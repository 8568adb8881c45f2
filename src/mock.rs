//! テスト用の `BrowserDriver` 実装

use std::collections::HashMap;
use std::sync::atomic::{AtomicUsize, Ordering};
use std::sync::Mutex;
use std::time::Duration;

use async_trait::async_trait;

use crate::error::ExtractionError;
use crate::traits::BrowserDriver;
use crate::types::FeedMetrics;

/// 再計測のたびに `growth` ずつ伸び、`growths` 回で止まるフィード
#[derive(Debug, Clone)]
pub(crate) struct MockFeed {
    height: f64,
    growth: f64,
    growths: usize,
}

impl MockFeed {
    pub(crate) fn growing(height: f64, growth: f64, growths: usize) -> Self {
        Self {
            height,
            growth,
            growths,
        }
    }
}

#[derive(Debug)]
pub(crate) struct MockPage {
    url: Mutex<Option<String>>,
}

#[derive(Debug, Clone)]
enum MockResponse {
    Html(String),
    NavigationError,
    ContentError,
}

#[derive(Default)]
pub(crate) struct MockDriver {
    feed: Mutex<Option<MockFeed>>,
    pages: HashMap<String, MockResponse>,
    delays: HashMap<String, Duration>,
    search_html: Option<String>,
    fail_open_after: Option<usize>,
    opened: AtomicUsize,
    closed: AtomicUsize,
    scrolls: AtomicUsize,
    measures: AtomicUsize,
    visits: Mutex<Vec<String>>,
}

impl MockDriver {
    pub(crate) fn new() -> Self {
        Self::default()
    }

    pub(crate) fn with_feed(mut self, feed: MockFeed) -> Self {
        self.feed = Mutex::new(Some(feed));
        self
    }

    /// `/maps/search/` へのナビゲーションに返すHTML
    pub(crate) fn with_search_html(mut self, html: impl Into<String>) -> Self {
        self.search_html = Some(html.into());
        self
    }

    pub(crate) fn with_page(mut self, url: &str, html: impl Into<String>) -> Self {
        self.pages
            .insert(url.to_string(), MockResponse::Html(html.into()));
        self
    }

    pub(crate) fn with_navigation_error(mut self, url: &str) -> Self {
        self.pages
            .insert(url.to_string(), MockResponse::NavigationError);
        self
    }

    pub(crate) fn with_content_error(mut self, url: &str) -> Self {
        self.pages.insert(url.to_string(), MockResponse::ContentError);
        self
    }

    /// ナビゲーションに時間がかかるページ
    pub(crate) fn with_delay(mut self, url: &str, delay: Duration) -> Self {
        self.delays.insert(url.to_string(), delay);
        self
    }

    /// `n` 個開いた後は `open_context` が失敗する
    pub(crate) fn with_open_limit(mut self, n: usize) -> Self {
        self.fail_open_after = Some(n);
        self
    }

    pub(crate) fn opened(&self) -> usize {
        self.opened.load(Ordering::SeqCst)
    }

    pub(crate) fn closed(&self) -> usize {
        self.closed.load(Ordering::SeqCst)
    }

    pub(crate) fn feed_scrolls(&self) -> usize {
        self.scrolls.load(Ordering::SeqCst)
    }

    pub(crate) fn feed_measures(&self) -> usize {
        self.measures.load(Ordering::SeqCst)
    }

    pub(crate) fn visits(&self) -> Vec<String> {
        self.visits.lock().unwrap().clone()
    }

    fn response(&self, url: &str) -> Option<MockResponse> {
        if let Some(response) = self.pages.get(url) {
            return Some(response.clone());
        }
        if url.contains("/maps/search/") {
            return self.search_html.clone().map(MockResponse::Html);
        }
        None
    }
}

#[async_trait]
impl BrowserDriver for MockDriver {
    type Context = MockPage;

    async fn open_context(&self) -> Result<MockPage, ExtractionError> {
        if let Some(limit) = self.fail_open_after {
            if self.opened() >= limit {
                return Err(ExtractionError::BrowserInit("page limit".into()));
            }
        }
        self.opened.fetch_add(1, Ordering::SeqCst);
        Ok(MockPage {
            url: Mutex::new(None),
        })
    }

    async fn navigate(&self, page: &MockPage, url: &str) -> Result<(), ExtractionError> {
        self.visits.lock().unwrap().push(url.to_string());
        if let Some(delay) = self.delays.get(url) {
            tokio::time::sleep(*delay).await;
        }
        match self.response(url) {
            Some(MockResponse::NavigationError) | None => {
                Err(ExtractionError::Navigation(format!("net::ERR_FAILED {}", url)))
            }
            Some(_) => {
                *page.url.lock().unwrap() = Some(url.to_string());
                Ok(())
            }
        }
    }

    async fn content(&self, page: &MockPage) -> Result<String, ExtractionError> {
        let url = page.url.lock().unwrap().clone().unwrap_or_default();
        match self.response(&url) {
            Some(MockResponse::Html(html)) => Ok(html),
            _ => Err(ExtractionError::JavaScript(format!("no content for {}", url))),
        }
    }

    async fn close_context(&self, _page: MockPage) -> Result<(), ExtractionError> {
        self.closed.fetch_add(1, Ordering::SeqCst);
        Ok(())
    }

    async fn scroll_feed(
        &self,
        _page: &MockPage,
        _selector: &str,
        _distance: u32,
    ) -> Result<Option<FeedMetrics>, ExtractionError> {
        self.scrolls.fetch_add(1, Ordering::SeqCst);
        let feed = self.feed.lock().unwrap();
        Ok(feed.as_ref().map(|feed| FeedMetrics {
            scroll_height: feed.height,
        }))
    }

    async fn measure_feed(
        &self,
        _page: &MockPage,
        _selector: &str,
    ) -> Result<Option<FeedMetrics>, ExtractionError> {
        self.measures.fetch_add(1, Ordering::SeqCst);
        let mut feed = self.feed.lock().unwrap();
        Ok(feed.as_mut().map(|feed| {
            if feed.growths > 0 {
                feed.height += feed.growth;
                feed.growths -= 1;
            }
            FeedMetrics {
                scroll_height: feed.height,
            }
        }))
    }
}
::::::
Problem details » Please reproduce every record shown above, exactly as written.

Exercise response »
repository 8568adb8881c45f2
filename src/mock.rs
//! テスト用の `BrowserDriver` 実装

use std::collections::HashMap;
use std::sync::atomic::{AtomicUsize, Ordering};
use std::sync::Mutex;
use std::time::Duration;

use async_trait::async_trait;

use crate::error::ExtractionError;
use crate::traits::BrowserDriver;
use crate::types::FeedMetrics;

/// 再計測のたびに `growth` ずつ伸び、`growths` 回で止まるフィード
#[derive(Debug, Clone)]
pub(crate) struct MockFeed {
    height: f64,
    growth: f64,
    growths: usize,
}

impl MockFeed {
    pub(crate) fn growing(height: f64, growth: f64, growths: usize) -> Self {
        Self {
            height,
            growth,
            growths,
        }
    }
}

#[derive(Debug)]
pub(crate) struct MockPage {
    url: Mutex<Option<String>>,
}

#[derive(Debug, Clone)]
enum MockResponse {
    Html(String),
    NavigationError,
    ContentError,
}

#[derive(Default)]
pub(crate) struct MockDriver {
    feed: Mutex<Option<MockFeed>>,
    pages: HashMap<String, MockResponse>,
    delays: HashMap<String, Duration>,
    search_html: Option<String>,
    fail_open_after: Option<usize>,
    opened: AtomicUsize,
    closed: AtomicUsize,
    scrolls: AtomicUsize,
    measures: AtomicUsize,
    visits: Mutex<Vec<String>>,
}

impl MockDriver {
    pub(crate) fn new() -> Self {
        Self::default()
    }

    pub(crate) fn with_feed(mut self, feed: MockFeed) -> Self {
        self.feed = Mutex::new(Some(feed));
        self
    }

    /// `/maps/search/` へのナビゲーションに返すHTML
    pub(crate) fn with_search_html(mut self, html: impl Into<String>) -> Self {
        self.search_html = Some(html.into());
        self
    }

    pub(crate) fn with_page(mut self, url: &str, html: impl Into<String>) -> Self {
        self.pages
            .insert(url.to_string(), MockResponse::Html(html.into()));
        self
    }

    pub(crate) fn with_navigation_error(mut self, url: &str) -> Self {
        self.pages
            .insert(url.to_string(), MockResponse::NavigationError);
        self
    }

    pub(crate) fn with_content_error(mut self, url: &str) -> Self {
        self.pages.insert(url.to_string(), MockResponse::ContentError);
        self
    }

    /// ナビゲーションに時間がかかるページ
    pub(crate) fn with_delay(mut self, url: &str, delay: Duration) -> Self {
        self.delays.insert(url.to_string(), delay);
        self
    }

    /// `n` 個開いた後は `open_context` が失敗する
    pub(crate) fn with_open_limit(mut self, n: usize) -> Self {
        self.fail_open_after = Some(n);
        self
    }

    pub(crate) fn opened(&self) -> usize {
        self.opened.load(Ordering::SeqCst)
    }

    pub(crate) fn closed(&self) -> usize {
        self.closed.load(Ordering::SeqCst)
    }

    pub(crate) fn feed_scrolls(&self) -> usize {
        self.scrolls.load(Ordering::SeqCst)
    }

    pub(crate) fn feed_measures(&self) -> usize {
        self.measures.load(Ordering::SeqCst)
    }

    pub(crate) fn visits(&self) -> Vec<String> {
        self.visits.lock().unwrap().clone()
    }

    fn response(&self, url: &str) -> Option<MockResponse> {
        if let Some(response) = self.pages.get(url) {
            return Some(response.clone());
        }
        if url.contains("/maps/search/") {
            return self.search_html.clone().map(MockResponse::Html);
        }
        None
    }
}

#[async_trait]
impl BrowserDriver for MockDriver {
    type Context = MockPage;

    async fn open_context(&self) -> Result<MockPage, ExtractionError> {
        if let Some(limit) = self.fail_open_after {
            if self.opened() >= limit {
                return Err(ExtractionError::BrowserInit("page limit".into()));
            }
        }
        self.opened.fetch_add(1, Ordering::SeqCst);
        Ok(MockPage {
            url: Mutex::new(None),
        })
    }

    async fn navigate(&self, page: &MockPage, url: &str) -> Result<(), ExtractionError> {
        self.visits.lock().unwrap().push(url.to_string());
        if let Some(delay) = self.delays.get(url) {
            tokio::time::sleep(*delay).await;
        }
        match self.response(url) {
            Some(MockResponse::NavigationError) | None => {
                Err(ExtractionError::Navigation(format!("net::ERR_FAILED {}", url)))
            }
            Some(_) => {
                *page.url.lock().unwrap() = Some(url.to_string());
                Ok(())
            }
        }
    }

    async fn content(&self, page: &MockPage) -> Result<String, ExtractionError> {
        let url = page.url.lock().unwrap().clone().unwrap_or_default();
        match self.response(&url) {
            Some(MockResponse::Html(html)) => Ok(html),
            _ => Err(ExtractionError::JavaScript(format!("no content for {}", url))),
        }
    }

    async fn close_context(&self, _page: MockPage) -> Result<(), ExtractionError> {
        self.closed.fetch_add(1, Ordering::SeqCst);
        Ok(())
    }

    async fn scroll_feed(
        &self,
        _page: &MockPage,
        _selector: &str,
        _distance: u32,
    ) -> Result<Option<FeedMetrics>, ExtractionError> {
        self.scrolls.fetch_add(1, Ordering::SeqCst);
        let feed = self.feed.lock().unwrap();
        Ok(feed.as_ref().map(|feed| FeedMetrics {
            scroll_height: feed.height,
        }))
    }

    async fn measure_feed(
        &self,
        _page: &MockPage,
        _selector: &str,
    ) -> Result<Option<FeedMetrics>, ExtractionError> {
        self.measures.fetch_add(1, Ordering::SeqCst);
        let mut feed = self.feed.lock().unwrap();
        Ok(feed.as_mut().map(|feed| {
            if feed.growths > 0 {
                feed.height += feed.growth;
                feed.growths -= 1;
            }
            FeedMetrics {
                scroll_height: feed.height,
            }
        }))
    }
}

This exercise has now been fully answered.